§ **DATA EXTRACTS**:

################

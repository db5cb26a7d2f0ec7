//! Subscription plan catalog.
//!
//! Plans are a static table mapping a plan id to its monthly price, its
//! monthly credit allotment, and the Stripe price id customers subscribe to.
//! Stripe price ids differ between test and live mode, so the catalog ships
//! with placeholders that deployments override through configuration.

use std::collections::HashMap;

use serde::{Deserialize, Serialize};

use crate::error::BillingError;

// ============================================================================
// Constants
// ============================================================================

/// Credits granted once to every new customer ($5).
pub const INITIAL_CREDITS_CENTS: i64 = 500;

/// Standard plan monthly price in cents ($20).
pub const STANDARD_PLAN_PRICE_CENTS: i64 = 2000;

/// Standard plan monthly credit allowance.
pub const STANDARD_PLAN_CREDITS: i64 = 2500;

/// Pro plan monthly price in cents ($50).
pub const PRO_PLAN_PRICE_CENTS: i64 = 5000;

/// Pro plan monthly credit allowance.
pub const PRO_PLAN_CREDITS: i64 = 6000;

/// A single catalog entry.
#[derive(Debug, Clone, PartialEq, Eq, Serialize, Deserialize)]
pub struct PlanDetails {
    /// Stable plan identifier (e.g. `"pro"`).
    pub id: String,
    /// Display name.
    pub name: String,
    /// Credits granted each billing period, in USD cents.
    pub credits_in_usd_cents: i64,
    /// Monthly price in USD cents.
    pub price_in_usd_cents: i64,
    /// Stripe price id for the recurring subscription.
    pub price_id: String,
}

/// Immutable lookup table of the available plans.
#[derive(Debug, Clone, PartialEq, Eq)]
pub struct PlanCatalog {
    plans: Vec<PlanDetails>,
}

impl Default for PlanCatalog {
    fn default() -> Self {
        Self {
            plans: vec![
                PlanDetails {
                    id: "standard".into(),
                    name: "Standard".into(),
                    credits_in_usd_cents: STANDARD_PLAN_CREDITS,
                    price_in_usd_cents: STANDARD_PLAN_PRICE_CENTS,
                    price_id: "price_standard_monthly".into(),
                },
                PlanDetails {
                    id: "pro".into(),
                    name: "Pro".into(),
                    credits_in_usd_cents: PRO_PLAN_CREDITS,
                    price_in_usd_cents: PRO_PLAN_PRICE_CENTS,
                    price_id: "price_pro_monthly".into(),
                },
            ],
        }
    }
}

impl PlanCatalog {
    /// Build a catalog from explicit entries.
    ///
    /// # Errors
    ///
    /// Returns an error if two plans share an id or a price id, or if a plan
    /// grants a negative number of credits.
    pub fn new(plans: Vec<PlanDetails>) -> Result<Self, BillingError> {
        for (i, plan) in plans.iter().enumerate() {
            if plan.credits_in_usd_cents < 0 || plan.price_in_usd_cents < 0 {
                return Err(BillingError::Configuration(format!(
                    "plan {} has a negative amount",
                    plan.id
                )));
            }
            if plans[..i]
                .iter()
                .any(|p| p.id == plan.id || p.price_id == plan.price_id)
            {
                return Err(BillingError::Configuration(format!(
                    "duplicate plan id or price id: {}",
                    plan.id
                )));
            }
        }
        Ok(Self { plans })
    }

    /// Look up a plan by id.
    #[must_use]
    pub fn get(&self, plan_id: &str) -> Option<&PlanDetails> {
        self.plans.iter().find(|p| p.id == plan_id)
    }

    /// Look up the plan a Stripe price id belongs to.
    #[must_use]
    pub fn find_by_price_id(&self, price_id: &str) -> Option<&PlanDetails> {
        self.plans.iter().find(|p| p.price_id == price_id)
    }

    /// All plans, in catalog order.
    #[must_use]
    pub fn plans(&self) -> &[PlanDetails] {
        &self.plans
    }

    /// Replace Stripe price ids with deployment-specific values.
    ///
    /// # Errors
    ///
    /// Returns [`BillingError::UnknownPlan`] if an override names a plan that
    /// is not in the catalog, or a configuration error if the result would
    /// contain duplicate price ids.
    pub fn with_price_ids(self, overrides: &HashMap<String, String>) -> Result<Self, BillingError> {
        if let Some(unknown) = overrides.keys().find(|id| self.get(id).is_none()) {
            return Err(BillingError::UnknownPlan(unknown.clone()));
        }

        let plans = self
            .plans
            .into_iter()
            .map(|mut plan| {
                if let Some(price_id) = overrides.get(&plan.id) {
                    plan.price_id.clone_from(price_id);
                }
                plan
            })
            .collect();

        Self::new(plans)
    }
}

/// Parse a `plan=price_id` comma-separated list (the `STRIPE_PRICE_IDS` format).
///
/// # Errors
///
/// Returns a configuration error for entries without `=` or with empty sides.
pub fn parse_price_id_overrides(raw: &str) -> Result<HashMap<String, String>, BillingError> {
    raw.split(',')
        .map(str::trim)
        .filter(|entry| !entry.is_empty())
        .map(|entry| {
            let (plan, price) = entry.split_once('=').ok_or_else(|| {
                BillingError::Configuration(format!("expected plan=price_id, got {entry}"))
            })?;
            let (plan, price) = (plan.trim(), price.trim());
            if plan.is_empty() || price.is_empty() {
                return Err(BillingError::Configuration(format!(
                    "expected plan=price_id, got {entry}"
                )));
            }
            Ok((plan.to_string(), price.to_string()))
        })
        .collect()
}

#[cfg(test)]
mod tests {
    use super::*;

    #[test]
    fn default_catalog_credits() {
        let catalog = PlanCatalog::default();
        assert_eq!(catalog.get("standard").unwrap().credits_in_usd_cents, 2500);
        assert_eq!(catalog.get("pro").unwrap().credits_in_usd_cents, 6000);
        assert!(catalog.get("enterprise").is_none());
    }

    #[test]
    fn find_by_price_id() {
        let catalog = PlanCatalog::default();
        let plan = catalog.find_by_price_id("price_pro_monthly").unwrap();
        assert_eq!(plan.id, "pro");
        assert!(catalog.find_by_price_id("price_unknown").is_none());
    }

    #[test]
    fn price_id_overrides_apply() {
        let overrides = parse_price_id_overrides("standard=price_1AbC, pro = price_2XyZ").unwrap();
        let catalog = PlanCatalog::default().with_price_ids(&overrides).unwrap();
        assert_eq!(catalog.get("standard").unwrap().price_id, "price_1AbC");
        assert_eq!(catalog.find_by_price_id("price_2XyZ").unwrap().id, "pro");
    }

    #[test]
    fn price_id_override_for_unknown_plan_fails() {
        let overrides = parse_price_id_overrides("gold=price_1").unwrap();
        let err = PlanCatalog::default().with_price_ids(&overrides).unwrap_err();
        assert!(matches!(err, BillingError::UnknownPlan(id) if id == "gold"));
    }

    #[test]
    fn duplicate_price_ids_rejected() {
        let overrides = parse_price_id_overrides("standard=price_same,pro=price_same").unwrap();
        assert!(PlanCatalog::default().with_price_ids(&overrides).is_err());
    }

    #[test]
    fn malformed_overrides_rejected() {
        assert!(parse_price_id_overrides("standard").is_err());
        assert!(parse_price_id_overrides("standard=").is_err());
        assert!(parse_price_id_overrides("").unwrap().is_empty());
    }
}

################

§ **TASK DIRECTIONS**:
Copy every line of the data where "PlanCatalog" is found.

§ **TASK RESPONSE**:
pub struct PlanCatalog {
impl Default for PlanCatalog {
impl PlanCatalog {
        let catalog = PlanCatalog::default();
        let catalog = PlanCatalog::default();
        let catalog = PlanCatalog::default().with_price_ids(&overrides).unwrap();
        let err = PlanCatalog::default().with_price_ids(&overrides).unwrap_err();
        assert!(PlanCatalog::default().with_price_ids(&overrides).is_err());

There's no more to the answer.